BigQueryの動的なデータマスキングを試す
投稿者:中根 洋平
日本情報通信の中根です。
先日GCP日本語ブログに暗号化に関する機能の投稿がありました。
今回はその中でも動的マスキングを試してみたいと思います。
BigQueryの動的なデータマスキング
こちらは上記ブログの通りとなりますが、Data Catalogと組み合わせることでアクセスするユーザーとロールに応じて動的にマスキングができる機能となります。

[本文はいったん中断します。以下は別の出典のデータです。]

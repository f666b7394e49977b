use crate::error::ClothError;
use glam::Vec2;

/// Physical and topological parameters of the cloth.
///
/// Screen space is assumed: `x` grows to the right, `y` grows downward, so
/// the default gravity points toward positive `y`.
#[derive(Clone, Debug, PartialEq)]
pub struct ClothConfig {
    pub cols: usize,
    pub rows: usize,
    /// Rest distance between neighbouring particles, in pixels.
    pub spacing: f32,
    /// Fraction of the implicit velocity kept each step.
    pub damping: f32,
    /// Acceleration in pixels per second squared.
    pub gravity: Vec2,
    /// A constraint tears once stretched past `rest_length * tear_factor`.
    pub tear_factor: f32,
    pub solver_passes: u32,
    /// Add diagonal shear constraints to every grid cell.
    pub shear: bool,
}

impl Default for ClothConfig {
    fn default() -> Self {
        // 1.3 x 940 by 0.4 x 580 window pixels
        Self::from_pixel_size(1222.0, 232.0, 8.0)
    }
}

impl ClothConfig {
    /// Size the grid so it covers `width` x `height` pixels at `spacing`.
    pub fn from_pixel_size(width: f32, height: f32, spacing: f32) -> Self {
        let per_axis = |extent: f32| {
            if spacing > 0.0 && extent.is_finite() && extent >= 0.0 {
                (extent / spacing) as usize + 1
            } else {
                0
            }
        };
        Self {
            cols: per_axis(width),
            rows: per_axis(height),
            spacing,
            damping: 0.99,
            gravity: Vec2::new(0.0, 1200.0),
            tear_factor: 6.0,
            solver_passes: 3,
            shear: false,
        }
    }

    pub fn with_grid(mut self, cols: usize, rows: usize) -> Self {
        self.cols = cols;
        self.rows = rows;
        self
    }

    pub fn with_spacing(mut self, spacing: f32) -> Self {
        self.spacing = spacing;
        self
    }

    pub fn with_damping(mut self, damping: f32) -> Self {
        self.damping = damping;
        self
    }

    pub fn with_gravity(mut self, gravity: Vec2) -> Self {
        self.gravity = gravity;
        self
    }

    pub fn with_tear_factor(mut self, tear_factor: f32) -> Self {
        self.tear_factor = tear_factor;
        self
    }

    pub fn with_solver_passes(mut self, passes: u32) -> Self {
        self.solver_passes = passes;
        self
    }

    pub fn with_shear(mut self, shear: bool) -> Self {
        self.shear = shear;
        self
    }

    /// Width of the cloth in pixels when every constraint is at rest.
    pub fn pixel_width(&self) -> f32 {
        self.cols.saturating_sub(1) as f32 * self.spacing
    }

    pub fn pixel_height(&self) -> f32 {
        self.rows.saturating_sub(1) as f32 * self.spacing
    }

    pub fn validate(&self) -> Result<(), ClothError> {
        if self.cols == 0 || self.rows == 0 {
            return Err(ClothError::InvalidGridDimensions {
                cols: self.cols,
                rows: self.rows,
            });
        }
        if !(self.spacing.is_finite() && self.spacing > 0.0) {
            return Err(ClothError::InvalidSpacing(self.spacing));
        }
        if !(0.0..=1.0).contains(&self.damping) {
            return Err(ClothError::InvalidDamping(self.damping));
        }
        if !(self.tear_factor.is_finite() && self.tear_factor > 1.0) {
            return Err(ClothError::InvalidTearFactor(self.tear_factor));
        }
        if self.solver_passes == 0 {
            return Err(ClothError::InvalidSolverPasses);
        }
        Ok(())
    }
}

/// Pointer tuning: interaction radius and the press-and-hold force curve.
#[derive(Clone, Debug, PartialEq)]
pub struct InteractionConfig {
    /// Starting interaction radius in pixels.
    pub radius: f32,
    /// Upper bound for scroll adjustments of the radius.
    pub max_radius: f32,
    /// Force gained per second of holding the left button.
    pub force_rate: f32,
    pub max_force: f32,
}

impl Default for InteractionConfig {
    fn default() -> Self {
        Self {
            radius: 20.0,
            max_radius: 200.0,
            force_rate: 4.0,
            max_force: 20.0,
        }
    }
}

impl InteractionConfig {
    pub fn with_radius(mut self, radius: f32) -> Self {
        self.radius = radius;
        self
    }

    pub fn with_max_radius(mut self, max_radius: f32) -> Self {
        self.max_radius = max_radius;
        self
    }

    pub fn with_force_curve(mut self, force_rate: f32, max_force: f32) -> Self {
        self.force_rate = force_rate;
        self.max_force = max_force;
        self
    }

    pub fn validate(&self) -> Result<(), ClothError> {
        if !(self.max_radius.is_finite() && self.max_radius >= 0.0) {
            return Err(ClothError::InvalidInteraction {
                reason: "max radius must be finite and non-negative",
            });
        }
        if !(self.radius >= 0.0 && self.radius <= self.max_radius) {
            return Err(ClothError::InvalidInteraction {
                reason: "radius must lie in [0, max_radius]",
            });
        }
        if !(self.force_rate.is_finite() && self.force_rate >= 0.0) {
            return Err(ClothError::InvalidInteraction {
                reason: "force rate must be finite and non-negative",
            });
        }
        if !(self.max_force.is_finite() && self.max_force >= 0.0) {
            return Err(ClothError::InvalidInteraction {
                reason: "max force must be finite and non-negative",
            });
        }
        Ok(())
    }
}

/// Everything a [`SimulationSession`](crate::session::SimulationSession) needs.
#[derive(Clone, Debug, Default, PartialEq)]
pub struct SessionConfig {
    pub cloth: ClothConfig,
    pub interaction: InteractionConfig,
}
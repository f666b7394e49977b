use glam::Vec2;

/// One renderable cloth edge, laid out for direct upload as two `vec2`
/// vertices (16 bytes).
#[repr(C)]
#[derive(Clone, Copy, Debug, PartialEq, bytemuck::Pod, bytemuck::Zeroable)]
pub struct LineSegment {
    pub from: [f32; 2],
    pub to: [f32; 2],
}

impl LineSegment {
    pub fn new(from: Vec2, to: Vec2) -> Self {
        Self {
            from: from.to_array(),
            to: to.to_array(),
        }
    }

    pub fn length(&self) -> f32 {
        Vec2::from(self.from).distance(Vec2::from(self.to))
    }
}

/// Reinterpret a segment buffer as raw floats (`x0, y0, x1, y1, ...`).
pub fn as_floats(segments: &[LineSegment]) -> &[f32] {
    bytemuck::cast_slice(segments)
}
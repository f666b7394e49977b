use crate::particle::ParticleSet;
use glam::Vec2;

#[cfg(feature = "parallel")]
use rayon::prelude::*;

/// Advance every particle one Verlet step.
///
/// For a free particle:
/// 1. velocity = (position - previous) * damping
/// 2. previous = position
/// 3. position += velocity + gravity * dt^2
///
/// Pinned particles are snapped back to their anchor with zero history, so
/// drift from any earlier write cannot accumulate.
pub fn integrate(particles: &mut ParticleSet, gravity: Vec2, damping: f32, dt: f32) {
    let gravity_term = gravity * (dt * dt);

    let step = |pos: &mut Vec2, prev: &mut Vec2, anchor: Vec2, pinned: bool| {
        if pinned {
            *pos = anchor;
            *prev = anchor;
            return;
        }
        let velocity = (*pos - *prev) * damping;
        *prev = *pos;
        *pos += velocity + gravity_term;
    };

    let ParticleSet {
        position,
        previous,
        anchor,
        pinned,
        ..
    } = particles;

    #[cfg(feature = "parallel")]
    {
        position
            .par_iter_mut()
            .zip(previous.par_iter_mut())
            .zip(anchor.par_iter().zip(pinned.par_iter()))
            .for_each(|((pos, prev), (a, p))| step(pos, prev, *a, *p));
    }

    #[cfg(not(feature = "parallel"))]
    {
        for (((pos, prev), a), p) in position
            .iter_mut()
            .zip(previous.iter_mut())
            .zip(anchor.iter())
            .zip(pinned.iter())
        {
            step(pos, prev, *a, *p);
        }
    }
}

#[cfg(test)]
mod tests {
    use super::*;

    #[test]
    fn test_free_particle_falls_one_gravity_step() {
        let mut particles = ParticleSet::new(1);
        particles.place(0, Vec2::new(5.0, 5.0), false);

        integrate(&mut particles, Vec2::new(0.0, 100.0), 0.99, 0.1);

        // At rest: only the gravity term contributes, 100 * 0.1^2 = 1.0
        assert!((particles.position[0] - Vec2::new(5.0, 6.0)).length() < 1e-5);
        assert_eq!(particles.previous[0], Vec2::new(5.0, 5.0));
    }

    #[test]
    fn test_velocity_is_damped() {
        let mut particles = ParticleSet::new(1);
        particles.place(0, Vec2::ZERO, false);
        particles.position[0] = Vec2::new(2.0, 0.0);

        integrate(&mut particles, Vec2::ZERO, 0.5, 0.016);

        assert!((particles.position[0].x - 3.0).abs() < 1e-6, "got {}", particles.position[0].x);
    }

    #[test]
    fn test_pinned_particle_snaps_to_anchor() {
        let mut particles = ParticleSet::new(1);
        particles.place(0, Vec2::new(1.0, 1.0), true);
        particles.position[0] = Vec2::new(50.0, 50.0);

        integrate(&mut particles, Vec2::new(0.0, 1000.0), 0.99, 0.016);

        assert_eq!(particles.position[0], Vec2::new(1.0, 1.0));
        assert_eq!(particles.previous[0], Vec2::new(1.0, 1.0));
    }
}
//! Tearable cloth simulation.
//!
//! A grid of Verlet particles joined by distance constraints, hanging from
//! its pinned top row. The pointer can drag, push and cut the fabric, and
//! constraints tear on their own when stretched too far.
//!
//! Per frame: host events are folded into [`Interaction`], then
//! [`Cloth::update`] integrates, applies the pointer and relaxes the
//! constraints. [`SimulationSession`] ties both together.

pub mod cloth;
pub mod config;
pub mod constraints;
pub mod error;
pub mod forces;
pub mod geometry;
pub mod input;
pub mod integrator;
pub mod interaction;
pub mod math;
pub mod particle;
pub mod session;
pub mod solver;

pub use cloth::{Cloth, StepStats};
pub use config::{ClothConfig, InteractionConfig, SessionConfig};
pub use constraints::{ConstraintSet, DistanceConstraint};
pub use error::ClothError;
pub use forces::pointer::{PointerOutcome, PointerParams};
pub use geometry::LineSegment;
pub use input::{Button, HostCommand, InputEvent, Key};
pub use interaction::{Interaction, InteractionMode};
pub use particle::ParticleSet;
pub use session::{FrameReport, SimulationSession};
//! Per-driver configuration overrides.
//!
//! The database is a JSON document:
//!
//! ```json
//! { "rules": [
//!     { "vendor": "ati", "renderer": "radeon 9",
//!       "extensions": ["GL_ARB_multisample"],
//!       "config": { "Video.OpenGL.MultiSamples": 0 } }
//! ] }
//! ```
//!
//! Every rule whose vendor, renderer and version substrings match (case
//! insensitive, absent means any) and whose extensions are all present
//! contributes its `config` entries. Later rules win.

use std::collections::BTreeMap;

use serde::Deserialize;

use crate::{
    config::{ConfigFile, SharedConfig, PRIORITY_PLUGIN},
    error::DriverDatabaseError,
    opengl::extensions::ExtensionManager,
};

/// Name of the configuration layer holding the overrides.
pub const DRIVER_DB_LAYER: &str = "driverdb";
pub const DRIVER_DB_PRIORITY: i32 = PRIORITY_PLUGIN + 20;

#[derive(Debug, Clone, Default, Deserialize)]
pub struct DriverRule {
    #[serde(default)]
    pub description: Option<String>,
    #[serde(default)]
    pub vendor: Option<String>,
    #[serde(default)]
    pub renderer: Option<String>,
    #[serde(default)]
    pub version: Option<String>,
    #[serde(default)]
    pub extensions: Vec<String>,
    #[serde(default)]
    pub config: BTreeMap<String, serde_json::Value>,
}

/// What the context reports about itself.
#[derive(Debug, Copy, Clone, Default)]
pub struct HardwareInfo<'a> {
    pub vendor: Option<&'a str>,
    pub renderer: Option<&'a str>,
    pub version: Option<&'a str>,
}

fn substring_matches(pattern: &Option<String>, value: Option<&str>) -> bool {
    match (pattern, value) {
        (None, _) => true,
        (Some(pattern), Some(value)) => value.to_lowercase().contains(&pattern.to_lowercase()),
        (Some(_), None) => false,
    }
}

impl DriverRule {
    pub fn matches(&self, hw: &HardwareInfo<'_>, extensions: &ExtensionManager) -> bool {
        substring_matches(&self.vendor, hw.vendor)
            && substring_matches(&self.renderer, hw.renderer)
            && substring_matches(&self.version, hw.version)
            && self.extensions.iter().all(|ext| extensions.has(ext))
    }
}

#[derive(Debug, Clone, Default, Deserialize)]
pub struct DriverDatabase {
    #[serde(default)]
    rules: Vec<DriverRule>,
}

impl DriverDatabase {
    pub fn new() -> Self {
        Self::default()
    }

    pub fn from_json(text: &str) -> Result<Self, DriverDatabaseError> {
        Ok(serde_json::from_str(text)?)
    }

    pub fn rules(&self) -> &[DriverRule] {
        &self.rules
    }

    /// Merges the overrides of every matching rule.
    pub fn overrides(&self, hw: &HardwareInfo<'_>, extensions: &ExtensionManager) -> ConfigFile {
        let mut file = ConfigFile::new();
        for rule in self.rules.iter().filter(|rule| rule.matches(hw, extensions)) {
            if let Some(ref description) = rule.description {
                log::debug!("Driver database rule applies: {description}");
            }
            for (key, value) in &rule.config {
                match value {
                    serde_json::Value::String(s) => file.set(key, s.as_str()),
                    other => file.set(key, other.to_string()),
                }
            }
        }
        file
    }

    /// Installs the overrides as the driver database layer of `config`,
    /// replacing an earlier one. Returns how many keys were overridden.
    pub fn apply(&self, config: &SharedConfig, hw: &HardwareInfo<'_>, extensions: &ExtensionManager) -> usize {
        let overrides = self.overrides(hw, extensions);
        let count = overrides.len();
        let mut config = config.write();
        if overrides.is_empty() {
            config.remove_layer(DRIVER_DB_LAYER);
        } else {
            config.add_layer(DRIVER_DB_LAYER, DRIVER_DB_PRIORITY, overrides);
        }
        count
    }
}

#[cfg(test)]
mod tests {
    use super::*;
    use crate::config::{ConfigManager, ConfigSource, PRIORITY_APPLICATION};

    const DB: &str = r#"{ "rules": [
        { "description": "old radeon", "vendor": "ATI", "renderer": "radeon 9",
          "config": { "Video.OpenGL.MultiSamples": 0, "Video.OpenGL.Tweak": "a" } },
        { "extensions": ["GL_EXT_bar"], "config": { "Video.OpenGL.Tweak": "b" } }
    ] }"#;

    #[test]
    fn rules_match_case_insensitively() {
        let db = DriverDatabase::from_json(DB).unwrap();
        let mut ext = ExtensionManager::new();
        let hw = HardwareInfo {
            vendor: Some("ati technologies"),
            renderer: Some("Radeon 9600"),
            version: None,
        };

        let overrides = db.overrides(&hw, &ext);
        assert_eq!(overrides.get_str("Video.OpenGL.MultiSamples"), Some("0"));
        assert_eq!(overrides.get_str("Video.OpenGL.Tweak"), Some("a"));

        ext.initialize("GL_EXT_bar");
        assert_eq!(db.overrides(&hw, &ext).get_str("Video.OpenGL.Tweak"), Some("b"));

        let other = HardwareInfo::default();
        assert_eq!(db.overrides(&other, &ExtensionManager::new()).len(), 0);
    }

    #[test]
    fn apply_layers_below_application() {
        let db = DriverDatabase::from_json(DB).unwrap();
        let mut manager = ConfigManager::new();
        manager.add_layer("app", PRIORITY_APPLICATION, ConfigFile::from_pairs([("Video.OpenGL.Tweak", "app")]));
        let config = manager.into_shared();

        let hw = HardwareInfo {
            vendor: Some("ATI"),
            renderer: Some("RADEON 9800"),
            version: Some("2.0"),
        };
        assert_eq!(db.apply(&config, &hw, &ExtensionManager::new()), 2);
        assert_eq!(config.read().get_str("Video.OpenGL.Tweak"), Some("app"));
        assert_eq!(config.read().get_int("Video.OpenGL.MultiSamples", 4), 0);

        assert_eq!(db.apply(&config, &HardwareInfo::default(), &ExtensionManager::new()), 0);
        assert!(!config.read().has_layer(DRIVER_DB_LAYER));
    }

    #[test]
    fn bad_json_is_an_error() {
        assert!(DriverDatabase::from_json("{ rules: ").is_err());
    }
}
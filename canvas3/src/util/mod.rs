//! Internal utilities shared across the crate.

pub mod handle_alloc;
pub mod typedefs;
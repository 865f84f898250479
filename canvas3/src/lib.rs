//! Platform independent 2D canvas layer.
//!
//! A [`canvas::Canvas`] owns a framebuffer and its open/close/resize
//! lifecycle; platform specifics are supplied through
//! [`platform::PlatformCanvas`]. A [`graph2d::Graphics2D`] driver wraps a
//! canvas and draws into it. [`opengl`] provides an OpenGL canvas that
//! negotiates a pixel format and a driver over a [`opengl::GlBackend`], and
//! [`pen`] holds immediate mode drawing helpers with draw call batching.

pub mod canvas;
pub mod clip;
pub mod config;
mod error;
pub mod events;
pub mod font;
pub mod graph2d;
pub mod opengl;
pub mod pen;
pub mod platform;
pub mod registry;
pub mod surface;
pub mod util;
pub mod viewport;

pub use canvas3_types as types;
pub use error::*;
impl<P: GlPlatform, B: GlBackend> GlGraphics2D<P, B> {
    pub fn new(canvas: GlCanvas<P>, backend: B) -> Self {
        Self {
            common: Graphics2DCommon::new(canvas),
            backend,
            state_cache: GlStateCache::new(),
            extensions: ExtensionManager::new(),
            driver_db: DriverDatabase::new(),
            textures: HandleAllocator::default(),
            config: None,
            multisample_favor_quality: false,
            render_target: false,
        }
    }

    pub fn with_driver_database(mut self, driver_db: DriverDatabase) -> Self {
        self.driver_db = driver_db;
        self
    }

    pub fn initialize(&mut self, services: &CanvasServices) {
        self.common.initialize(services);
        self.multisample_favor_quality = services
            .config
            .read()
            .get_bool("Video.OpenGL.MultisampleFavorQuality", false);
        self.config = Some(services.config.clone());
    }

    /// Uploads `image` and returns its handle. The GL texture is deleted
    /// during the first [`Graphics2D::begin_draw`] after the handle drops.
    pub fn create_texture(&mut self, image: &RgbaImage) -> TextureHandle {
        let handle = self.textures.allocate();
        self.backend.upload_texture(handle.get_raw(), image);
        handle
    }

    fn reclaim_textures(&mut self) {
        for texture in self.textures.reclaim_delayed_handles() {
            log::trace!("Deleting texture {}", texture.idx);
            self.backend.delete_texture(texture);
        }
    }

    fn sync_viewport(&mut self) {
        let framebuffer = self.common.canvas().framebuffer_size();
        self.backend.set_viewport(self.common.viewport(), framebuffer);
        self.backend.set_scissor(self.common.clip_rect());
    }

    fn draw_flat(&mut self, mesh_type: MeshType, vertices: &[Vec3], color: PackedColor) {
        let rgba = Rgba::unpack(color);
        let colors = vec![rgba.to_vec4(); vertices.len()];
        let indices: Vec<u32> = (0..vertices.len() as u32).collect();
        let state = RenderState {
            mesh_type,
            mix_mode: match rgba.a {
                255 => MixMode::Copy,
                _ => MixMode::Alpha,
            },
            ..RenderState::default()
        };
        let mesh = SimpleMesh::new(state, vertices, &indices).with_colors(&colors);
        self.draw_simple_mesh(&mesh, SimpleMeshFlags::SCREENSPACE);
    }

    fn project(&self, point: Vec3, projection: Mat4) -> Vec2 {
        let clip = projection * point.extend(1.0);
        let ndc = clip.truncate().truncate() / clip.w;
        let viewport = self.common.viewport();
        Vec2::new(
            (ndc.x + 1.0) * 0.5 * viewport.width as f32,
            (1.0 - ndc.y) * 0.5 * viewport.height as f32,
        )
    }

    /// Draws a camera space line, cut at [`NEAR_PLANE`] and projected into
    /// the viewport with `projection`.
    pub fn draw_line_projected(&mut self, v1: Vec3, v2: Vec3, projection: Mat4, color: PackedColor) {
        let (mut a, mut b) = (v1, v2);
        if a.z < NEAR_PLANE && b.z < NEAR_PLANE {
            return;
        }
        if a.z < NEAR_PLANE {
            a = a.lerp(b, (NEAR_PLANE - a.z) / (b.z - a.z));
        } else if b.z < NEAR_PLANE {
            b = b.lerp(a, (NEAR_PLANE - b.z) / (a.z - b.z));
        }
        let from = self.project(a, projection);
        let to = self.project(b, projection);
        self.draw_line(from, to, color);
    }

    /// Outlines the axis aligned box `min`..`max` in camera space.
    pub fn draw_box_projected(&mut self, min: Vec3, max: Vec3, projection: Mat4, color: PackedColor) {
        let corner = |i: usize| {
            Vec3::new(
                if i & 1 == 0 { min.x } else { max.x },
                if i & 2 == 0 { min.y } else { max.y },
                if i & 4 == 0 { min.z } else { max.z },
            )
        };
        for i in 0..8 {
            for axis in [1, 2, 4] {
                if i & axis == 0 {
                    self.draw_line_projected(corner(i), corner(i | axis), projection, color);
                }
            }
        }
    }

    pub fn uses_render_target(&self) -> bool {
        self.render_target
    }

    pub fn state_cache(&self) -> &GlStateCache {
        &self.state_cache
    }

    pub fn extensions(&self) -> &ExtensionManager {
        &self.extensions
    }

    pub fn backend(&self) -> &B {
        &self.backend
    }

    pub fn backend_mut(&mut self) -> &mut B {
        &mut self.backend
    }

    pub fn common(&self) -> &Graphics2DCommon<GlCanvas<P>> {
        &self.common
    }

    pub fn common_mut(&mut self) -> &mut Graphics2DCommon<GlCanvas<P>> {
        &mut self.common
    }
}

プレビュー版ではデータのマスキングルールは3つとなります。
- Nullify: 列の値の代わりに NULL を返します。
- ハッシュ(SHA256): SHA256 ハッシュ関数によって実行された後に、列の値を返します。
- デフォルト マスキング値: データ型に応じたデフォルト値を返します。
従来のカラムレベルの表示非表示からさらにポリシーによって値を出し分けることができるようです。
早速試してみた
まずはマスキングするデータを用意しましょう。
マスキングなので個人情報っぽいデータをFaker等を用いて生成します。
今回はシンプルに以下のようにデータを出し分け、マスキングを行います。
ユーザー | birthday列 | age列 | email列 | SSN列 |
---|---|---|---|---|
管理者 | 閲覧可能 | 閲覧可能 | 閲覧可能 | 閲覧可能 |
分析者 | デフォルト値 | 閲覧可能 | ハッシュ化 | NULL化 |
Data Catalogにてポリシータグときめ細かい読み取り権限を以下のように設定します。
これは設定や利用するサービスによって構成は変わりますが、シンプルにデータポリシーPIIを管理者がきめ細かい読み取りができ、分析者はデータポリシーによりそれぞれ動的に暗号化するようにしています。
それではデータがどの様になっているか確認してみましょう。
以下の画像は管理者の画面になります。
管理者はすべて閲覧可能となっているのでそのままです。
一方分析者はどうでしょうか。
まずテーブルのスキーマタブにアイコンが表示されています。
これは動的なマスキングではなく列レベルのアクセス制御によるものです。
プレビューを見てみると該当の列が表示されていません。
さてそれではクエリを実行してみましょう。
列レベルのアクセスだけの場合SELECT * FROM ...
ではアクセス権限が無いエラーが出ますが動的なマスキングをしているため実行ができます。
結果からも設定した通りにマスキングされていることがわかります。
メリット
メリットは言わずもがなマスキングしたデータを別途作成する必要がなくなることです。
従来であればマスキングするためのビューや別途マスキングしたテーブルを作成していたかと思います。
動的に更新してくれることそのような処理は不要となるばかりかデータの更新と同時にマスキングされたデータにアクセスすることができます。
このスピードはビジネスにおいて非常に強力な効果が出ることでしょう。
デメリット
一方デメリットは何でしょうか。
まずは2022年6月現在USおよびEUリージョンのみ対応ということでしょう。
日本のユーザーの皆様はやはり東京や大阪にデータを配置していることが多いかと思いますのでここは早く対応してほしいですね。
次にポリシータグの考え方が複雑になりがちなことです。
これはどちらかというとData Catalogの問題になります。
今回の様なシンプルなユースケースではとくに問題ないですが、登場人物や情報が増えてくると設計や管理が煩雑になりやすいです。
その結果メンテナンス・運用の負荷に繋がりますし、パターンに漏れが合った場合はセキュリティインシデントにも繋がる可能性もあります。
まとめ
少しデメリットを多く書いてしまいましたがこの機能はデータを利用していく上でスピード向上に欠かせない機能となるかと思います。
非常に便利な反面「よし、じゃあこんな感じで」といったように簡単に始めることは難しいのが現状の所感となります。
現在はプレビューバージョンですが今後ポリシータグ設定方法や設定イメージなどがプレビューできたりするともっと手軽に試せるものができて来てほしいと切に願います。
皆様もぜひリリースノートをWatchしながらセキュアでスピーディーなデータライフを送るための手助けになればと思います。